Il governo Berlusconi II portò nel 2005-2006 all'approvazione di un ulteriore progetto di revisione costituzionale, il quale prevedeva, seppur insieme alla ricentralizzazione di buona parte delle competenze legislative, il passaggio delle funzioni in materia di sanità, istruzione e polizia amministrativa regionale dallo stato alle regioni. Allo scopo di far approvare tale riforma, le regioni Lombardia e Veneto furono promotrici del referendum costituzionale del 2006, mentre altre 14 regioni[15] italiane chiesero anch'esse lo svolgimento del referendum confermativo, ma al fine di bocciare la proposta.[16] Significativo fu l'esito del referendum del 25-26 giugno 2006: la proposta di modifica alla parte II della Costituzione venne bocciata dagli elettori a livello nazionale, ma Lombardia e Veneto furono le uniche due regioni, oltre alla circoscrizione Estero, in cui prevalse il sì alla riforma.[17]

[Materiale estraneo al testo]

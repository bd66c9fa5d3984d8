//! Adapter configuration file.
//!
//! Defaults for the command line can live in a TOML file, passed with
//! `--config` or found as `yamladapt.toml` next to the input document:
//!
//! ```toml
//! [extensions]
//! strip = "recursive"   # or "root-only"
//! names = "normalize"   # or "strict"
//!
//! [output]
//! pretty = false
//!
//! [env]
//! REGION = "eu-west-1"  # appended to the environment
//! ```
//!
//! Every section is optional and unknown keys are rejected. Command-line
//! flags override values from the file.
//!
//! # Modules
//!
//! - `parser` - Generic TOML parsing utilities with error context

pub mod parser;

use anyhow::Result;
use serde::Deserialize;
use std::collections::BTreeMap;
use std::path::{Path, PathBuf};

use crate::constants::CONFIG_FILE_NAME;
use crate::extensions::ExtensionPolicy;

pub use parser::parse_config;

/// Contents of a `yamladapt.toml` file.
#[derive(Debug, Clone, Default, PartialEq, Eq, Deserialize)]
#[serde(deny_unknown_fields)]
pub struct AdapterConfig {
    #[serde(default)]
    pub extensions: ExtensionPolicy,
    #[serde(default)]
    pub output: OutputConfig,
    /// Extra environment entries
    #[serde(default)]
    pub env: BTreeMap<String, String>,
}

/// `[output]` section.
#[derive(Debug, Clone, Default, PartialEq, Eq, Deserialize)]
#[serde(deny_unknown_fields)]
pub struct OutputConfig {
    /// Indent the JSON output
    #[serde(default)]
    pub pretty: bool,
}

impl AdapterConfig {
    /// Load a configuration file.
    ///
    /// # Errors
    ///
    /// Returns an error naming the file when it cannot be read or parsed.
    pub fn load(path: &Path) -> Result<Self> {
        parse_config(path)
    }

    /// Find the configuration for a run.
    ///
    /// An `explicit` path must exist. Otherwise `yamladapt.toml` in the
    /// directory of `document` is used when present.
    ///
    /// # Errors
    ///
    /// Returns an error if the chosen file cannot be read or parsed.
    pub fn discover(explicit: Option<&Path>, document: Option<&Path>) -> Result<Option<(PathBuf, Self)>> {
        if let Some(path) = explicit {
            return Ok(Some((path.to_path_buf(), Self::load(path)?)));
        }

        let Some(dir) = document.and_then(Path::parent) else {
            return Ok(None);
        };
        let candidate = dir.join(CONFIG_FILE_NAME);
        if !candidate.is_file() {
            return Ok(None);
        }

        tracing::debug!("using configuration {}", candidate.display());
        let config = Self::load(&candidate)?;
        Ok(Some((candidate, config)))
    }

    /// `[env]` as `KEY=VALUE` entries.
    pub fn env_entries(&self) -> impl Iterator<Item = String> + '_ {
        self.env.iter().map(|(key, value)| format!("{key}={value}"))
    }
}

Nel 2007 il Veneto, così come nello stesso anno la Lombardia, nel 2003 la Toscana e nel 2008 il Piemonte, aveva approvato l'avvio delle trattative col governo statale per l'attribuzione delle materie indicate dall'articolo 116, comma 3, della Costituzione; tuttavia, nessuna delle regioni richiedenti era poi riuscita a condurre in porto il negoziato sulle forme e condizioni particolari di autonomia richieste.[18]
La consultazione referendaria è stata istituita dalla legge regionale n. 15 del 2014. In origine detta legge prevedeva che, in caso di fallimento del negoziato tra la giunta regionale e il governo nazionale sul testo referendario da sottoporre al voto popolare, la scheda avrebbe contenuto una pluralità di quesiti in tema di autonomia, anche fiscale:
In aggiunta al referendum autonomista, il consiglio veneto approvò inoltre la legge regionale n. 16 del 2014, concernente l'indizione di un referendum consultivo sull'indipendenza del Veneto.[19]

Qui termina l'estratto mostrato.